*** RECORDS

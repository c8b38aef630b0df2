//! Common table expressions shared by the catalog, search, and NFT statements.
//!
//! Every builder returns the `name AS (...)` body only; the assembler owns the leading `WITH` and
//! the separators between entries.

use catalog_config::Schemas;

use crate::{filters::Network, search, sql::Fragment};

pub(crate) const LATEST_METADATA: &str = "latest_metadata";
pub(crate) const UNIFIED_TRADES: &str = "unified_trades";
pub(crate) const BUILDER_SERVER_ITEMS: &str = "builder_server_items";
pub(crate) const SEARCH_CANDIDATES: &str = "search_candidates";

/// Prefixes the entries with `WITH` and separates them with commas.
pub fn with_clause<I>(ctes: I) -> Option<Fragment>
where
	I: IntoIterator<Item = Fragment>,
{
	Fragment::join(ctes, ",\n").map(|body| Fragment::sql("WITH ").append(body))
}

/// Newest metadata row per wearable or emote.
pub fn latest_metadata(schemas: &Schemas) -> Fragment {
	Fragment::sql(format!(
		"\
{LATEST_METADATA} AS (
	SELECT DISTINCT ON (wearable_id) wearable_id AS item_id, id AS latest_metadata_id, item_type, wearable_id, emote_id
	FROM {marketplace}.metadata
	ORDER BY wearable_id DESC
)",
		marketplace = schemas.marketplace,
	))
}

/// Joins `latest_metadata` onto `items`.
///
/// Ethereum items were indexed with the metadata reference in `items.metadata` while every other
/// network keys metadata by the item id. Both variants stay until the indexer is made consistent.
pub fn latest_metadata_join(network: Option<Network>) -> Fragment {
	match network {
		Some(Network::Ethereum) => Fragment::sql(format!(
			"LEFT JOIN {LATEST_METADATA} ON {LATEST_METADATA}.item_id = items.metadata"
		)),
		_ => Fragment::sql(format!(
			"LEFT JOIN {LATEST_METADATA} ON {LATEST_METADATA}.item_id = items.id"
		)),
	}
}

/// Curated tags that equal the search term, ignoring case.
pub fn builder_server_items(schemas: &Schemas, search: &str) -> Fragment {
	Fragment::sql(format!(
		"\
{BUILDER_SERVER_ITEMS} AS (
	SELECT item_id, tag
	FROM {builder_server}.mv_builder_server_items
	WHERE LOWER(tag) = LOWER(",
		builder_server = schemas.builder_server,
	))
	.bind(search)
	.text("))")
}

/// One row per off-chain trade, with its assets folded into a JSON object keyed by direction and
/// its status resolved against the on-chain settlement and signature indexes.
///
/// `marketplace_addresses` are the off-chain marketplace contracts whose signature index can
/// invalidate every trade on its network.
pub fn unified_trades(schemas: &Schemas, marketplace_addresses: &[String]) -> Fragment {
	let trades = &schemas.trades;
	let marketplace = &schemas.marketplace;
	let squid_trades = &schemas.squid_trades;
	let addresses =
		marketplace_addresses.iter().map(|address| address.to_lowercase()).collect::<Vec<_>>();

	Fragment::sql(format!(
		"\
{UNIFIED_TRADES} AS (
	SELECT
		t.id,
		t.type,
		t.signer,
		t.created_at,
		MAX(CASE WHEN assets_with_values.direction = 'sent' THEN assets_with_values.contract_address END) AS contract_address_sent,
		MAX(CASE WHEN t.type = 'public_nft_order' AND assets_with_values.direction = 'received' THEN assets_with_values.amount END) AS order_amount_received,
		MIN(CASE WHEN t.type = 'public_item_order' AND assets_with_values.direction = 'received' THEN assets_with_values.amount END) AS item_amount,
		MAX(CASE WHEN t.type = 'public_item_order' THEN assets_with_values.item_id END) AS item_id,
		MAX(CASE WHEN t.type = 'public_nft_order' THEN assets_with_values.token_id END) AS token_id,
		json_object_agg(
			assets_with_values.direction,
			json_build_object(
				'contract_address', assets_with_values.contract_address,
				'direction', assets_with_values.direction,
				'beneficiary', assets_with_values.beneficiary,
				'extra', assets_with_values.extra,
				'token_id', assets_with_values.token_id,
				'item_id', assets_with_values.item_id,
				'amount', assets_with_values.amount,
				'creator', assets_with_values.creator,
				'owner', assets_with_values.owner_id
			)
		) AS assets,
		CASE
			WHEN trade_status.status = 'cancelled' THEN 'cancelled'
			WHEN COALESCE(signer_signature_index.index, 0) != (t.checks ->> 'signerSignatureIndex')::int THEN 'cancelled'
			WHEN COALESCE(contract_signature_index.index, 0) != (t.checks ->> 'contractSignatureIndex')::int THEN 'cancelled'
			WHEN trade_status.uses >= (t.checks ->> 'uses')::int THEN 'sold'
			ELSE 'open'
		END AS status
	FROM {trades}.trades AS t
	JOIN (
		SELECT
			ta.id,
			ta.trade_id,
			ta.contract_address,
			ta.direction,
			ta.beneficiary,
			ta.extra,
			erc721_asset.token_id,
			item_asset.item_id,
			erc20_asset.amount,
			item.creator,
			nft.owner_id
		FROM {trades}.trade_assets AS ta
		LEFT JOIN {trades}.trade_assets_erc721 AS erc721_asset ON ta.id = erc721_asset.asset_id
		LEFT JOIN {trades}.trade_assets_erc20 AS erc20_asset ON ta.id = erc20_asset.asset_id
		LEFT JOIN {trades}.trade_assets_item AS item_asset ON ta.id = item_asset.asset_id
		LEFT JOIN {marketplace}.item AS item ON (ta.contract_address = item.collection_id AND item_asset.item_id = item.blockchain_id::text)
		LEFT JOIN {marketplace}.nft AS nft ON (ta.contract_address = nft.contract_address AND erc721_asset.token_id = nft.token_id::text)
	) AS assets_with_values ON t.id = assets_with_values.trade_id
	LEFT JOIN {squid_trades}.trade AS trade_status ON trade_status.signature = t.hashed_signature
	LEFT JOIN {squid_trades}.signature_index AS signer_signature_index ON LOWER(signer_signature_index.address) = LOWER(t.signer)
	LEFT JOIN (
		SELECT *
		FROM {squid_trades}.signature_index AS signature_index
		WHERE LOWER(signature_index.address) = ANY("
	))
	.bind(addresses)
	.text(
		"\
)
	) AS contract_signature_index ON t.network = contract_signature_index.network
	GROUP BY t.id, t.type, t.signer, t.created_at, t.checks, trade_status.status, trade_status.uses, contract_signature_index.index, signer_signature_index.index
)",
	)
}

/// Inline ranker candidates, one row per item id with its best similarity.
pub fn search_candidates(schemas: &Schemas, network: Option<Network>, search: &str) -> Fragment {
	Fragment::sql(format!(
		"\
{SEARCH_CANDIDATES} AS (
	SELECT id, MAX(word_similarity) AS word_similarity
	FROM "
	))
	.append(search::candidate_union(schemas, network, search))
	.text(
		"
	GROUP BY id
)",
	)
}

******
*** RECORDS

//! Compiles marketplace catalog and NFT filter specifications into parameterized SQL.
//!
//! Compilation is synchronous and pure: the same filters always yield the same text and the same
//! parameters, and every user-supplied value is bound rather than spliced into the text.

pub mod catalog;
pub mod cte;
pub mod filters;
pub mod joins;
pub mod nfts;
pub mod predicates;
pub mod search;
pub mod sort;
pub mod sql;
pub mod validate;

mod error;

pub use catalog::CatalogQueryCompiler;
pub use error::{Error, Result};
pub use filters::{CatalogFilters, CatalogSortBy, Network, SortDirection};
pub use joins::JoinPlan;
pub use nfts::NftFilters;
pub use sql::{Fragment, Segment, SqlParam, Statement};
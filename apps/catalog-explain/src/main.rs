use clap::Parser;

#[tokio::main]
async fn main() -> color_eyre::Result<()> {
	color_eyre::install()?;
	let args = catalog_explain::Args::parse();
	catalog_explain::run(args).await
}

******
*** RECORDS

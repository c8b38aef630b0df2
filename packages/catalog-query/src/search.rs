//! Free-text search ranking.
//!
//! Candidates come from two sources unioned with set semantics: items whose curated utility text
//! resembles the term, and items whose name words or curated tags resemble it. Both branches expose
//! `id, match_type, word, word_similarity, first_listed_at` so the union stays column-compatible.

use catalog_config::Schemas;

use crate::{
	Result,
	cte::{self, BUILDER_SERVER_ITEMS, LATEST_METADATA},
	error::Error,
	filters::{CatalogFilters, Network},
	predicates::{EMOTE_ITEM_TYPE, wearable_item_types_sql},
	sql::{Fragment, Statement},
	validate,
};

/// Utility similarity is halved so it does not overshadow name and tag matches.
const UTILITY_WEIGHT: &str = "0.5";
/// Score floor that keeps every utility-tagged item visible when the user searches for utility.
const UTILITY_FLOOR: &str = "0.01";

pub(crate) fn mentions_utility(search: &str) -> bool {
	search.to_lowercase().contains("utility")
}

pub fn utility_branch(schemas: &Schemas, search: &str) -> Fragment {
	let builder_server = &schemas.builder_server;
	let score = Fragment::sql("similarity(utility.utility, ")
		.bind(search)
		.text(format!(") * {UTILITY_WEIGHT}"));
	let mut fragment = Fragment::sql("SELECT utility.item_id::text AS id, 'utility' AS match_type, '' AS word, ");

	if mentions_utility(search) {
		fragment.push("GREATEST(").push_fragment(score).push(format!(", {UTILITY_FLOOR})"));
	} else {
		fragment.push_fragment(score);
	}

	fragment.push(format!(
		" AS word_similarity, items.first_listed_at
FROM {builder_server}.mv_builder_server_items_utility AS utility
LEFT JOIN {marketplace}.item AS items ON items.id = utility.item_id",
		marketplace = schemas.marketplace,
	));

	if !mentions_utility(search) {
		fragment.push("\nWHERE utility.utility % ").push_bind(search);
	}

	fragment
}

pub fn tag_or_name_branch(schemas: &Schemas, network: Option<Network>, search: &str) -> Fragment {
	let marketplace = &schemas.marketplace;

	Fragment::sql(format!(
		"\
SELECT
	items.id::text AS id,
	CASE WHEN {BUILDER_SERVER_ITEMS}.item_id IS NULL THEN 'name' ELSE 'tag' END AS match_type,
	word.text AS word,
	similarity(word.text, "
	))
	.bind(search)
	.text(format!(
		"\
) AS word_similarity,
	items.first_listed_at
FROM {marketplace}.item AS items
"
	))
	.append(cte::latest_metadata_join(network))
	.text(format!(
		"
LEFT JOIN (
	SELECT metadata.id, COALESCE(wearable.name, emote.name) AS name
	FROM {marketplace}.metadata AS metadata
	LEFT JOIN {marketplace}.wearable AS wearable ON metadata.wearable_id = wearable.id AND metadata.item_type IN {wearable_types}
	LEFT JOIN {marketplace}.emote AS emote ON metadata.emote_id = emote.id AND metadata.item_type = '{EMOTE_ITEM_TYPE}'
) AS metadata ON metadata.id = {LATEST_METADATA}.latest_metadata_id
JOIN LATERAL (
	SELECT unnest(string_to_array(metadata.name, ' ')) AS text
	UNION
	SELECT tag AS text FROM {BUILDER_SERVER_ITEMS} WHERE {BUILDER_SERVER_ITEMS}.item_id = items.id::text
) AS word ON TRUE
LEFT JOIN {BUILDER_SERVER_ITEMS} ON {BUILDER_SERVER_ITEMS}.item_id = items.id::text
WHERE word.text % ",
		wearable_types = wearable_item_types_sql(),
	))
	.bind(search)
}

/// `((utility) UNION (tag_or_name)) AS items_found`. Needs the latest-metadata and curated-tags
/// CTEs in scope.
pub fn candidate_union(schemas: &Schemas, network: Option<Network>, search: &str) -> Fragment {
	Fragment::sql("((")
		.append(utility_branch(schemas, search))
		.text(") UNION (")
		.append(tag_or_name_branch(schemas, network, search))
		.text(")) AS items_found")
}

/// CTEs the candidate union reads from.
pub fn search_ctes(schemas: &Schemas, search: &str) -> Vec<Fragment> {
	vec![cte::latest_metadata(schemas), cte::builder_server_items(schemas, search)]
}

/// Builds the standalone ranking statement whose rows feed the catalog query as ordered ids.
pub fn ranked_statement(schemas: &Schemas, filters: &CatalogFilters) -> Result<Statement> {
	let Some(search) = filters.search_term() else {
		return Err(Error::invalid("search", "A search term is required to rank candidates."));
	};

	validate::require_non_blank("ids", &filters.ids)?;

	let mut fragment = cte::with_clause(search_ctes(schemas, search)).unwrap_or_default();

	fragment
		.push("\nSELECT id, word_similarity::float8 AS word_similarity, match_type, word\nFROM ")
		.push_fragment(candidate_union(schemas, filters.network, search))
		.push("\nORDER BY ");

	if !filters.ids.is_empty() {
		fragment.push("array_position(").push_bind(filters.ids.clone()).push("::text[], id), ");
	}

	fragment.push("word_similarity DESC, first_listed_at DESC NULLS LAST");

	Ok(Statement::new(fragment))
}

******

* _TASK REQUIREMENTS_:
List every line above that holds the word "args".

* _TASK OUTPUT_:
	let args = catalog_explain::Args::parse();
	catalog_explain::run(args).await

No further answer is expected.